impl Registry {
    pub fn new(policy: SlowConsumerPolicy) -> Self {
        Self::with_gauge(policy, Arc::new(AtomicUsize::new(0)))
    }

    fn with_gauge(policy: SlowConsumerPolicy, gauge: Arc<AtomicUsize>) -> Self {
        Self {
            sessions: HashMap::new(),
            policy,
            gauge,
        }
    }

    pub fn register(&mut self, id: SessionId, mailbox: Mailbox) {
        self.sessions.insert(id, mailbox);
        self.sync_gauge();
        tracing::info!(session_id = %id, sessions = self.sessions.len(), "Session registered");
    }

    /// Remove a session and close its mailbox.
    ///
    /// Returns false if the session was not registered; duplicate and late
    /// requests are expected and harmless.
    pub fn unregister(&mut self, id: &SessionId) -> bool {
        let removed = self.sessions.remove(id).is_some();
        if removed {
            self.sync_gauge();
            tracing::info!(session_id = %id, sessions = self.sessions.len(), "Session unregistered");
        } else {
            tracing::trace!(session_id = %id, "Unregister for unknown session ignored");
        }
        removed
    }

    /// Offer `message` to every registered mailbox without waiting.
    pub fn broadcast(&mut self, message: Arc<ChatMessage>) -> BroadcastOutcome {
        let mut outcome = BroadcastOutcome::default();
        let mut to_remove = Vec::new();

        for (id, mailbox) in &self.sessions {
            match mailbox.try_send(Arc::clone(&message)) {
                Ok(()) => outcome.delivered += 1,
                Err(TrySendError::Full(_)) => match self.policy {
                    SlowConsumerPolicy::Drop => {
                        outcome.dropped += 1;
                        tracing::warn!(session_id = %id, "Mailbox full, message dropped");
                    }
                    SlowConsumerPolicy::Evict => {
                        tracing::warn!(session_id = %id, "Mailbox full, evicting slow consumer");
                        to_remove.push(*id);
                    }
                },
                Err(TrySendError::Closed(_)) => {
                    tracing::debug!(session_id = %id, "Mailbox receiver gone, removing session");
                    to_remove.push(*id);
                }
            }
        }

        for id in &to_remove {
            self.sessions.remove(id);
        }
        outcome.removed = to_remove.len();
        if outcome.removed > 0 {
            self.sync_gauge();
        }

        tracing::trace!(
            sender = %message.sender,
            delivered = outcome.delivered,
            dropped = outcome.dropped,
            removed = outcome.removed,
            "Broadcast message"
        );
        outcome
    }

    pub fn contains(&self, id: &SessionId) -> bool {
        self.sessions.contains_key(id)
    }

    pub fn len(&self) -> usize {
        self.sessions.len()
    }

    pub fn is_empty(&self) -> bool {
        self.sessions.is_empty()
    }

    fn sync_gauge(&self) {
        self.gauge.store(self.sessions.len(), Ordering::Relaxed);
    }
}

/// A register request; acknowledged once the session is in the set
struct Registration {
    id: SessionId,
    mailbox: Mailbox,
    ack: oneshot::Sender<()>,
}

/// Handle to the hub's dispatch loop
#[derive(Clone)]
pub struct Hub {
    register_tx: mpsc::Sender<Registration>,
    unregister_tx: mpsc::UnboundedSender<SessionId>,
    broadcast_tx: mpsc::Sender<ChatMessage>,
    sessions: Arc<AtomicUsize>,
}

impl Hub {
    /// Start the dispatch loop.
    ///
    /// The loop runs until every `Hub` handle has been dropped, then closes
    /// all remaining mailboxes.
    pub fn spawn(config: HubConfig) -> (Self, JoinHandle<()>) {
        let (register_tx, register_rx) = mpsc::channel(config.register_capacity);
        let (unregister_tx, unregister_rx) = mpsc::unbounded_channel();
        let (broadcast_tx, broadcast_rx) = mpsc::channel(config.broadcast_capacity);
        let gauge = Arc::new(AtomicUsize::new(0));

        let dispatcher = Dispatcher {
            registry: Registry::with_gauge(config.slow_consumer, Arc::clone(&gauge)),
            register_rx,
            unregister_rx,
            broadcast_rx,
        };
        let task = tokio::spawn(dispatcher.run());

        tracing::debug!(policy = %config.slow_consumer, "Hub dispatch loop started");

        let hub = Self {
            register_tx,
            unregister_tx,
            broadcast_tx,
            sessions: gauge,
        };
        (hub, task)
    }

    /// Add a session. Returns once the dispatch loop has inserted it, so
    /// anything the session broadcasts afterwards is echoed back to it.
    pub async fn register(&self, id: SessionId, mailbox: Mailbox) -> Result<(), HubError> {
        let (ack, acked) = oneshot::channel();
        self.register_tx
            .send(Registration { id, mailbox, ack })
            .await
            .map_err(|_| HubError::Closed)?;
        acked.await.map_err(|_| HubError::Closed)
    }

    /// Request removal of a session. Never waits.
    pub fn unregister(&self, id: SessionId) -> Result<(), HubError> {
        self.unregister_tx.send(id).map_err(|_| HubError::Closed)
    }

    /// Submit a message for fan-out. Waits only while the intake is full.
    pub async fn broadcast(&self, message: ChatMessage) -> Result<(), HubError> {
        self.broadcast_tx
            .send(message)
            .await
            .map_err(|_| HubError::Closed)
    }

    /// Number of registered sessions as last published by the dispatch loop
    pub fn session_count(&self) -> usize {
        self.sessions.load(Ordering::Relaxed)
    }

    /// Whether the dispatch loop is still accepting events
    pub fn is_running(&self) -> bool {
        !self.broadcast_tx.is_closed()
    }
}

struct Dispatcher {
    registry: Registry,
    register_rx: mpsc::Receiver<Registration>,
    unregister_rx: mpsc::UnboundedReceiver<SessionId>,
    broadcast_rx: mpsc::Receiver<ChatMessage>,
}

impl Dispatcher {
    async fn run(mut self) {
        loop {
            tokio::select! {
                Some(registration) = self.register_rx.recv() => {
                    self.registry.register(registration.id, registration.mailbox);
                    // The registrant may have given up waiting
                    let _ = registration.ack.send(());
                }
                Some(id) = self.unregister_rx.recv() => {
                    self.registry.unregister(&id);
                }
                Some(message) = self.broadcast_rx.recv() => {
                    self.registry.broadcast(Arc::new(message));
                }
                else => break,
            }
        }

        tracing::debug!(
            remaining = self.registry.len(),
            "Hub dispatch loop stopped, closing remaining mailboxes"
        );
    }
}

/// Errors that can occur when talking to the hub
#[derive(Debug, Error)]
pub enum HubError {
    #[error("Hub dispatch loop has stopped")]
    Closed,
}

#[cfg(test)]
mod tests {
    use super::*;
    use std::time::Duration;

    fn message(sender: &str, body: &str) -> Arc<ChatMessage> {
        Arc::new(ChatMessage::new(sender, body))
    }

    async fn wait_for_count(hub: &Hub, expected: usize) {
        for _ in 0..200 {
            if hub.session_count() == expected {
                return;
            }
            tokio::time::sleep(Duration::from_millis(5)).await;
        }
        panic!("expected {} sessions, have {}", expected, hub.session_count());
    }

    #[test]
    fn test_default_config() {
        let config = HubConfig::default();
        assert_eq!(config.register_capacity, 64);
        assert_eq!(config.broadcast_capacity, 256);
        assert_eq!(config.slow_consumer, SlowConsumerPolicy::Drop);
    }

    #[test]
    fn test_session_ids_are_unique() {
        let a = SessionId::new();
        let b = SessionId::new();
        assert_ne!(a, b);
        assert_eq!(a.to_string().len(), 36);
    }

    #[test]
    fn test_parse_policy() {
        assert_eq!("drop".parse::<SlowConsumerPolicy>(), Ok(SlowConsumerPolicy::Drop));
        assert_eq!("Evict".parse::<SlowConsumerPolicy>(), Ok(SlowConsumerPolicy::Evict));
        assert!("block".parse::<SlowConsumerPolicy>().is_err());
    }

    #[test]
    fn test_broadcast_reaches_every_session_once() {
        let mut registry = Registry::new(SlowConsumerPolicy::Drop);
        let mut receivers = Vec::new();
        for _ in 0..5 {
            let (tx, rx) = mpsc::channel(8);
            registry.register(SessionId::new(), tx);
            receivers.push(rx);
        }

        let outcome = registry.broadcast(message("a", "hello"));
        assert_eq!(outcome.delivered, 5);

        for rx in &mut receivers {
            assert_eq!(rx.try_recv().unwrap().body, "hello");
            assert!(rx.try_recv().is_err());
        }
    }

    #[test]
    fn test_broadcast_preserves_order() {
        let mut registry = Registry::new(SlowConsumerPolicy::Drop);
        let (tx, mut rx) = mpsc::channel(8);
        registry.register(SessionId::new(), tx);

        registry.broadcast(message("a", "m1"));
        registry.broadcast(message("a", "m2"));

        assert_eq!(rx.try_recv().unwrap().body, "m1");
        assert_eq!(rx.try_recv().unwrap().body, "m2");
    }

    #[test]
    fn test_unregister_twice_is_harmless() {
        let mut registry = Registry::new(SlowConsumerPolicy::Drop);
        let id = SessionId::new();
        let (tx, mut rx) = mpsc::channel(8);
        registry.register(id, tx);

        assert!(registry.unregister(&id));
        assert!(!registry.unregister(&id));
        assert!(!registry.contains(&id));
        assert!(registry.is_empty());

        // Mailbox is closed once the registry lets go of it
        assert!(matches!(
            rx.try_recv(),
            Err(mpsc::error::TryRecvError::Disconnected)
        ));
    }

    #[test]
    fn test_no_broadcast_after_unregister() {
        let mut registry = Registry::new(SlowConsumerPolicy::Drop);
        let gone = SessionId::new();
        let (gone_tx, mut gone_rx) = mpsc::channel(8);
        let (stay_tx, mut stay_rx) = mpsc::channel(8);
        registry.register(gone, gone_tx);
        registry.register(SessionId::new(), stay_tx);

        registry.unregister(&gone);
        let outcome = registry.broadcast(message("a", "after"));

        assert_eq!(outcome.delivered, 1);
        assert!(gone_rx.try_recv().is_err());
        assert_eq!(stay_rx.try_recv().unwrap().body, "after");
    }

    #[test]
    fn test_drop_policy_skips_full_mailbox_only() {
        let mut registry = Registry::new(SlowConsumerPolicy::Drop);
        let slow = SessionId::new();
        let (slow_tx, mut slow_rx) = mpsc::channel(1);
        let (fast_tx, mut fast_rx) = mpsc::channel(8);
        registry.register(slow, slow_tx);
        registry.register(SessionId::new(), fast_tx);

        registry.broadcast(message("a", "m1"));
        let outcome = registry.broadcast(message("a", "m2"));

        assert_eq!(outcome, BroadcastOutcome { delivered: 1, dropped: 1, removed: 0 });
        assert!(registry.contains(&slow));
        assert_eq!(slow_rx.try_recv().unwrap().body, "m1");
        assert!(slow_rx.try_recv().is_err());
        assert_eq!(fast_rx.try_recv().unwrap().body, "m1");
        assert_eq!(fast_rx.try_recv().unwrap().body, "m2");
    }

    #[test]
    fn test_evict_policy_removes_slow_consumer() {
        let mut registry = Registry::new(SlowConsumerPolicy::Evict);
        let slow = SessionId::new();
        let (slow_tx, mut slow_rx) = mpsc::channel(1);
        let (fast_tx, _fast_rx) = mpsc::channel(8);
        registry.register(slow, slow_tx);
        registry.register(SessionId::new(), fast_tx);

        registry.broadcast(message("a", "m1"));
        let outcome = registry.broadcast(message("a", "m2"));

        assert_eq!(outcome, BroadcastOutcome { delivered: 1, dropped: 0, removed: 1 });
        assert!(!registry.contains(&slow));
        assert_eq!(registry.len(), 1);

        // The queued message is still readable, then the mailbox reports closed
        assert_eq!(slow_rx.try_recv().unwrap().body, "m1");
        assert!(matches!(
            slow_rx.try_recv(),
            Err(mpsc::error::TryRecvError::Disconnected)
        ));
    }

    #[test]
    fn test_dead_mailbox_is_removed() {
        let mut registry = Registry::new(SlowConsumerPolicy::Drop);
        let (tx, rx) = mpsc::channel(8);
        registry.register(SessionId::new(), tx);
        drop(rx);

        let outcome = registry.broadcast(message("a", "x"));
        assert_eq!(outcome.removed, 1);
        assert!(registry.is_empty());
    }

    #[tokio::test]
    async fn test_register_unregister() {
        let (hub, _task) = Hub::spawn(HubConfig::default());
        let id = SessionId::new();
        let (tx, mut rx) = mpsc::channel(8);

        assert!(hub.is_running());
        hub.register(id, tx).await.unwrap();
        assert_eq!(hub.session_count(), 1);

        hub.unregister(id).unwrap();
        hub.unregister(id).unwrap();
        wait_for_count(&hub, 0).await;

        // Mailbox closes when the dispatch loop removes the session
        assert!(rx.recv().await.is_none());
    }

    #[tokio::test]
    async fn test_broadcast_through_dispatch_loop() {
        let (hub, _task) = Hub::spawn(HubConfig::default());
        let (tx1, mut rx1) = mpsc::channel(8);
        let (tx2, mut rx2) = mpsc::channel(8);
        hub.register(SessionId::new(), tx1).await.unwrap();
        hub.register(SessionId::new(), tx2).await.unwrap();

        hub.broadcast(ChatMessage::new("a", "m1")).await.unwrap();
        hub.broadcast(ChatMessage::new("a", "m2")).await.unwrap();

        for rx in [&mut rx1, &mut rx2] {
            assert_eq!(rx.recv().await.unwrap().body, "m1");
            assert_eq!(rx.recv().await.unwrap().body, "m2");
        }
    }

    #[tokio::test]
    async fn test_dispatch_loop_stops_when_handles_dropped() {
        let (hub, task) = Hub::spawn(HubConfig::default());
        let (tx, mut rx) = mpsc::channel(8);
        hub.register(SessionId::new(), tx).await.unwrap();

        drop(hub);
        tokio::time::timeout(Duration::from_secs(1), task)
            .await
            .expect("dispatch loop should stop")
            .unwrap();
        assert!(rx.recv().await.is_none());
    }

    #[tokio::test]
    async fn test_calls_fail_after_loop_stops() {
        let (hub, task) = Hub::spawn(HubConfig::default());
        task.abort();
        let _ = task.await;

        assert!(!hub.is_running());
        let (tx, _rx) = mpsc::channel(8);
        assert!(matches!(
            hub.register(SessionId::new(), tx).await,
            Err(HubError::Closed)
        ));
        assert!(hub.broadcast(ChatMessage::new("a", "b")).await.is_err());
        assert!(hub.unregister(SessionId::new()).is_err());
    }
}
____________________
Start at the first line of the material. Reproduce every line exactly, ending with the line that holds "let removed = self.sessions.remove(id).is_some();".

impl Registry {
    pub fn new(policy: SlowConsumerPolicy) -> Self {
        Self::with_gauge(policy, Arc::new(AtomicUsize::new(0)))
    }

    fn with_gauge(policy: SlowConsumerPolicy, gauge: Arc<AtomicUsize>) -> Self {
        Self {
            sessions: HashMap::new(),
            policy,
            gauge,
        }
    }

    pub fn register(&mut self, id: SessionId, mailbox: Mailbox) {
        self.sessions.insert(id, mailbox);
        self.sync_gauge();
        tracing::info!(session_id = %id, sessions = self.sessions.len(), "Session registered");
    }

    /// Remove a session and close its mailbox.
    ///
    /// Returns false if the session was not registered; duplicate and late
    /// requests are expected and harmless.
    pub fn unregister(&mut self, id: &SessionId) -> bool {
        let removed = self.sessions.remove(id).is_some();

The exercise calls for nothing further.